In case you were wondering if I was going to tell you all this icky experiences and then leave you hanging, just hold on. I'm getting there. There is a purpose. Anyway, then, after much frustration, I remembered the lyrics of an old Girls' Camp song: "He promised me there would ever be anything that I could not overcome. His power is more than enough...Because in the strength of the Lord, I can do all things. He knows how to change the weakness in me. So I will let His love lift me up. He believes I can do hard things if I will trust Him and walk forward in the strength of the Lord." I felt strong again, and I almost wished Satan had a body just so I could punch him in the face.

I remember that this week is Holy Week, which is a big deal in the Phillies since 80% of the population is Catholic. This is the week Jesus Christ atoned for us with His love-filled sacrifice.
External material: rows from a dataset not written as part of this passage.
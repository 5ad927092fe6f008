//! Node error types.

use catena_chain::BroadcastError;
use catena_pipeline::PipelineError;

/// Errors that can occur while executing a node.
#[derive(Debug, thiserror::Error)]
pub enum NodeError {
  /// `execute` was called before `set_config`.
  #[error("node is not configured")]
  NotConfigured,

  /// Execution was cancelled.
  #[error("execution cancelled")]
  Cancelled,

  /// A processor callback failed; the node transitions to `NODE_FAILED`.
  #[error("pipeline failed: {source}")]
  Pipeline {
    #[from]
    source: PipelineError,
  },

  /// A broadcast the node depends on failed.
  #[error("broadcast failed: {source}")]
  Broadcast {
    #[from]
    source: BroadcastError,
  },

  /// A control signal violated the node's state machine, e.g. a resume
  /// with no suspended state to consume. Degrades to a warning no-op.
  #[error("state violation: {message}")]
  StateViolation { message: String },

  /// The hosting supervisor was dropped while the node was still running.
  #[error("chain host is gone")]
  HostGone,

  /// The hosting supervisor rejected a request made on the node's behalf.
  #[error("chain host error: {message}")]
  Host { message: String },
}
I feel like people focus on the fact that Jesus took on the sins of the world, but don't forget He also took on the pain. The disappointments. The broken hearts, the hate, the loneliness. I know compared to most, my personal lot in life is nothing but a mosquito bite, but to me, I'm tempted to point to parts of my life and say yes, THAT was pain. I'm tempted to think the phrase, "No one understands what I went through". But there is One who did, One who took on my burden and tells me I don't have to carry it anymore. He took my sins, and yours, my pain and yours and makes it possible for us to be free again. Because of the Atonement, the discouragement I felt this week isn't mine alone to bear. The homesickness and the exhaustion is carried by someone stronger than I am. Isn't that wonderful? We are never alone! Even walking home the Saturday night, when I nostalgically looked at the stars and yearned for something, anything familiar, I still wasn't ever, not even for a second forsaken. 

I remembered this week the words of one of my favorite Hymns, "I Stand All Amazed". 
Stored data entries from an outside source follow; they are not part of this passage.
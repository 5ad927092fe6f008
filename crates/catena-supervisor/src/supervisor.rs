//! The per-host orchestrator.

use std::collections::HashMap;
use std::sync::{Arc, Mutex, Weak};
use std::time::{SystemTime, UNIX_EPOCH};

use async_trait::async_trait;
use serde_json::{json, Value};
use tokio_util::sync::CancellationToken;
use tracing::{error, info, instrument, warn};
use uuid::Uuid;

use catena_chain::{
  validate_chain_config, BroadcastPre, BroadcastSetup, ChainConfig, ChainSignal, ChainType,
  ChildMode, ConfigError, Location, NodeConfig, NodeStatus, NodeStatusBroadcast, RemoteService,
  ReportMessage, ReportingSink, ResumePayload, SetupPayload, StatusBroadcastPayload, StatusTarget,
};
use catena_node::{ChainHost, NextNodeInfo, Node, NodeCallbacks, NodeError};
use catena_pipeline::{CallbackPayload, PreProcessCallback, ProcessCallback};

use crate::error::SupervisorError;
use crate::monitoring::MonitoringAgent;
use crate::request::{SupervisorRequest, SupervisorResponse};

/// The callback bundle a supervisor is initialized with.
#[derive(Clone)]
pub struct SupervisorCallbacks {
  pub process: Option<Arc<dyn ProcessCallback>>,
  pub pre_process: Option<Arc<dyn PreProcessCallback>>,
  pub broadcast_setup: Arc<dyn BroadcastSetup>,
  pub broadcast_pre: Arc<dyn BroadcastPre>,
  pub remote_service: Arc<dyn RemoteService>,
  pub node_status: Arc<dyn NodeStatusBroadcast>,
  pub reporting: Arc<dyn ReportingSink>,
}

impl SupervisorCallbacks {
  /// A bundle with no process callbacks and discarding broadcasts, for
  /// tests and purely local setups.
  pub fn noop() -> Self {
    let noop = Arc::new(catena_chain::NoopBroadcast);
    Self {
      process: None,
      pre_process: None,
      broadcast_setup: noop.clone(),
      broadcast_pre: noop.clone(),
      remote_service: noop.clone(),
      node_status: noop.clone(),
      reporting: noop,
    }
  }
}

/// Local view of a deployed chain.
#[derive(Debug, Clone)]
pub struct ChainRelation {
  pub config: ChainConfig,
  pub root_node_id: Option<String>,
  /// Deferred initial data, consumed when a pending chain starts.
  pub data_ref: Option<Value>,
  pub parent_chain_id: Option<String>,
}

#[derive(Default)]
struct SupervisorState {
  nodes: HashMap<String, Arc<Node>>,
  chains: HashMap<String, ChainRelation>,
  child_chains: HashMap<String, Vec<String>>,
}

/// The per-host orchestrator: registry of local nodes and chains, request
/// dispatcher, and chain distributor.
///
/// The supervisor is authoritative: only it mutates the node registry,
/// creates chain ids, or issues `NODE_RUN` into a node's execution queue.
/// All registry mutation happens under one mutex that is never held across
/// an await point.
pub struct NodeSupervisor {
  uid: String,
  callbacks: SupervisorCallbacks,
  monitoring: Arc<MonitoringAgent>,
  state: Mutex<SupervisorState>,
  cancel: CancellationToken,
  self_ref: Weak<NodeSupervisor>,
}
I stand all amazed at the love Jesus offers me,
Confused at the grace that so fully he proffers me.
I tremble to know that for me he was crucified,
That for me, a sinner, he suffered, he bled and died.

I marvel that he would descend from his throne divine
To rescue a soul so rebellious and proud as mine,
That he should extend his great love unto such as I,
Sufficient to own, to redeem, and to justify.

I think of his hands pierced and bleeding to pay the debt!
Such mercy, such love and devotion can I forget?
No, no, I will praise and adore at the mercy seat,
Until at the glorified throne I kneel at his feet.

Oh, it is wonderful that he should care for me
Enough to die for me!
Oh, it is wonderful, wonderful to me!

When I was younger, I remember singing those last words from the chorus in sacrament meeting. I remember when once I leaned over and asked my mom, "Why do we say that? Why do we say that it's wonderful that he died?" Well, little me, I have the answer now. If He didn't die, we couldn't live. Without Him, we'd be lost. His sacrifice was nothing short of wonderful.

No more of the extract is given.